The Love Ranch Formation is a geologic formation in southern New Mexico. It was likely deposited during the late Paleocene and early Eocene epochs.

==Description==
The formation consists of boulder conglomerate interbedded with calcareous reddish siltstone and poorly-sorted, coarse-grained, arkosic sandstone. The lower beds tend to be more coarse. The formation is exposed in the western foothills of the San Andres Mountains and Organ Mountains. The formation unconformably overlies the McRae Formation and is conformably overlain by the Palm Park Formation or Rubio Peak Formation.

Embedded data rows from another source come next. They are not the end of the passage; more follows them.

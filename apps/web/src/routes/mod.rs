pub mod downloads;
pub mod health;
pub mod pages;

use axum::{
    routing::{get, post},
    Router,
};

use crate::state::AppState;

pub fn build_router(state: AppState) -> Router {
    Router::new()
        .route("/", get(pages::index_page))
        .route("/generate", post(pages::generate_page))
        .route("/health", get(health::health_handler))
        .route("/downloads/:file_name", get(downloads::download_article))
        .with_state(state)
}
//! Ergonomic testing utilities for reducers
//!
//! This module provides a fluent API for testing reducers with readable
//! Given-When-Then syntax. Actions and assertions may be interleaved, so one
//! test can follow a request through its whole lifecycle.

#![allow(clippy::module_name_repetitions)] // ReducerTest is the natural name

use composable_requests_core::reducer::Reducer;

/// Type alias for state assertion functions
type StateAssertion<S> = Box<dyn FnOnce(&S)>;

enum Step<S, A> {
    Action(A),
    Assert(StateAssertion<S>),
}

/// Fluent API for testing reducers with Given-When-Then syntax
///
/// Steps run in the order they were added: every `when_action` is reduced
/// into the state, every `then_state` sees the state as it is at that point.
///
/// # Example
///
/// ```
/// use composable_requests_testing::ReducerTest;
/// use composable_requests_core::Reducer;
///
/// struct Counter;
///
/// impl Reducer for Counter {
///     type State = i32;
///     type Action = i32;
///
///     fn reduce(&self, state: &mut i32, action: &i32) {
///         *state += action;
///     }
/// }
///
/// ReducerTest::new(Counter)
///     .given_state(0)
///     .when_action(2)
///     .then_state(|state| assert_eq!(*state, 2))
///     .when_action(3)
///     .then_state(|state| assert_eq!(*state, 5))
///     .run();
/// ```
pub struct ReducerTest<R: Reducer> {
    reducer: R,
    initial_state: Option<R::State>,
    steps: Vec<Step<R::State, R::Action>>,
}

impl<R: Reducer> ReducerTest<R> {
    /// Create a new reducer test with the given reducer
    #[must_use]
    pub const fn new(reducer: R) -> Self {
        Self {
            reducer,
            initial_state: None,
            steps: Vec::new(),
        }
    }

    /// Set the initial state (Given)
    #[must_use]
    pub fn given_state(mut self, state: R::State) -> Self {
        self.initial_state = Some(state);
        self
    }

    /// Reduce an action (When)
    #[must_use]
    pub fn when_action(mut self, action: R::Action) -> Self {
        self.steps.push(Step::Action(action));
        self
    }

    /// Reduce several actions in order (When)
    #[must_use]
    pub fn when_actions(mut self, actions: impl IntoIterator<Item = R::Action>) -> Self {
        self.steps.extend(actions.into_iter().map(Step::Action));
        self
    }

    /// Add an assertion about the state reached so far (Then)
    #[must_use]
    pub fn then_state<F>(mut self, assertion: F) -> Self
    where
        F: FnOnce(&R::State) + 'static,
    {
        self.steps.push(Step::Assert(Box::new(assertion)));
        self
    }

    /// Run the test and execute all assertions
    ///
    /// # Panics
    ///
    /// Panics if the initial state is not set, if no action was given, or if
    /// any assertion fails.
    #[allow(clippy::panic)] // Test code can panic
    #[allow(clippy::expect_used)] // Test code can use expect
    pub fn run(self) {
        let mut state = self
            .initial_state
            .expect("Initial state must be set with given_state()");

        assert!(
            self.steps.iter().any(|step| matches!(step, Step::Action(_))),
            "At least one action must be set with when_action()"
        );

        for step in self.steps {
            match step {
                Step::Action(action) => self.reducer.reduce(&mut state, &action),
                Step::Assert(assertion) => assertion(&state),
            }
        }
    }
}

#[cfg(test)]
mod tests {
    use super::*;

    #[derive(Clone, Debug, Default)]
    struct TestState {
        count: i32,
        log: Vec<&'static str>,
    }

    #[derive(Clone, Debug)]
    enum TestAction {
        Increment,
        Decrement,
    }

    struct TestReducer;

    impl Reducer for TestReducer {
        type State = TestState;
        type Action = TestAction;

        fn reduce(&self, state: &mut Self::State, action: &Self::Action) {
            match action {
                TestAction::Increment => {
                    state.count += 1;
                    state.log.push("inc");
                },
                TestAction::Decrement => {
                    state.count -= 1;
                    state.log.push("dec");
                },
            }
        }
    }

    #[test]
    fn test_reducer_test_increment() {
        ReducerTest::new(TestReducer)
            .given_state(TestState::default())
            .when_action(TestAction::Increment)
            .then_state(|state| {
                assert_eq!(state.count, 1);
            })
            .run();
    }

    #[test]
    fn test_assertions_see_intermediate_state() {
        ReducerTest::new(TestReducer)
            .given_state(TestState { count: 5, log: vec![] })
            .when_action(TestAction::Decrement)
            .then_state(|state| assert_eq!(state.count, 4))
            .when_actions([TestAction::Increment, TestAction::Increment])
            .then_state(|state| {
                assert_eq!(state.count, 6);
                assert_eq!(state.log, vec!["dec", "inc", "inc"]);
            })
            .run();
    }

    #[test]
    #[should_panic(expected = "Initial state must be set")]
    fn test_missing_state_panics() {
        ReducerTest::new(TestReducer).when_action(TestAction::Increment).run();
    }

    #[test]
    #[should_panic(expected = "At least one action")]
    fn test_missing_action_panics() {
        ReducerTest::new(TestReducer)
            .given_state(TestState::default())
            .then_state(|_| {})
            .run();
    }
}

The formation is interpreted as alluvial fans and stream and playa deposits of sediments eroded from the Laramide Rio Grande uplift. This uplift dates to the latest Cretaceous and was initially tilted gently to the northeast, where McRae Formation beds accumulated in a shallow Love Ranch basin. Tectonism paused for perhaps 10 million years, producing an unconformity that separates the McRae from the Love Ranch Formation. The clasts within the conglomerate beds of the formation record the progressive erosion of beds from the uplift backwards in time, from Cretaceous volcanic clasts at the base of the formation to Precambrian clasts in its upper beds. The formation covered all but the highest ground in the uplift, which was subsequently completely buried by volcaniclastics and flows of the Mogollon-Datil volcanic field.

Palynomorphs from a buried section of the formation suggest its age is late Paleocene to early Eocene.

==Fossils==
The only fossils found in the formation are plant fragments.

==History of investigation==
The formation was first named by F.E. Kottlowski and coinvestigators in 1956 for exposures near the headquarters of Love Ranch, northeast of Las Cruces, New Mexico.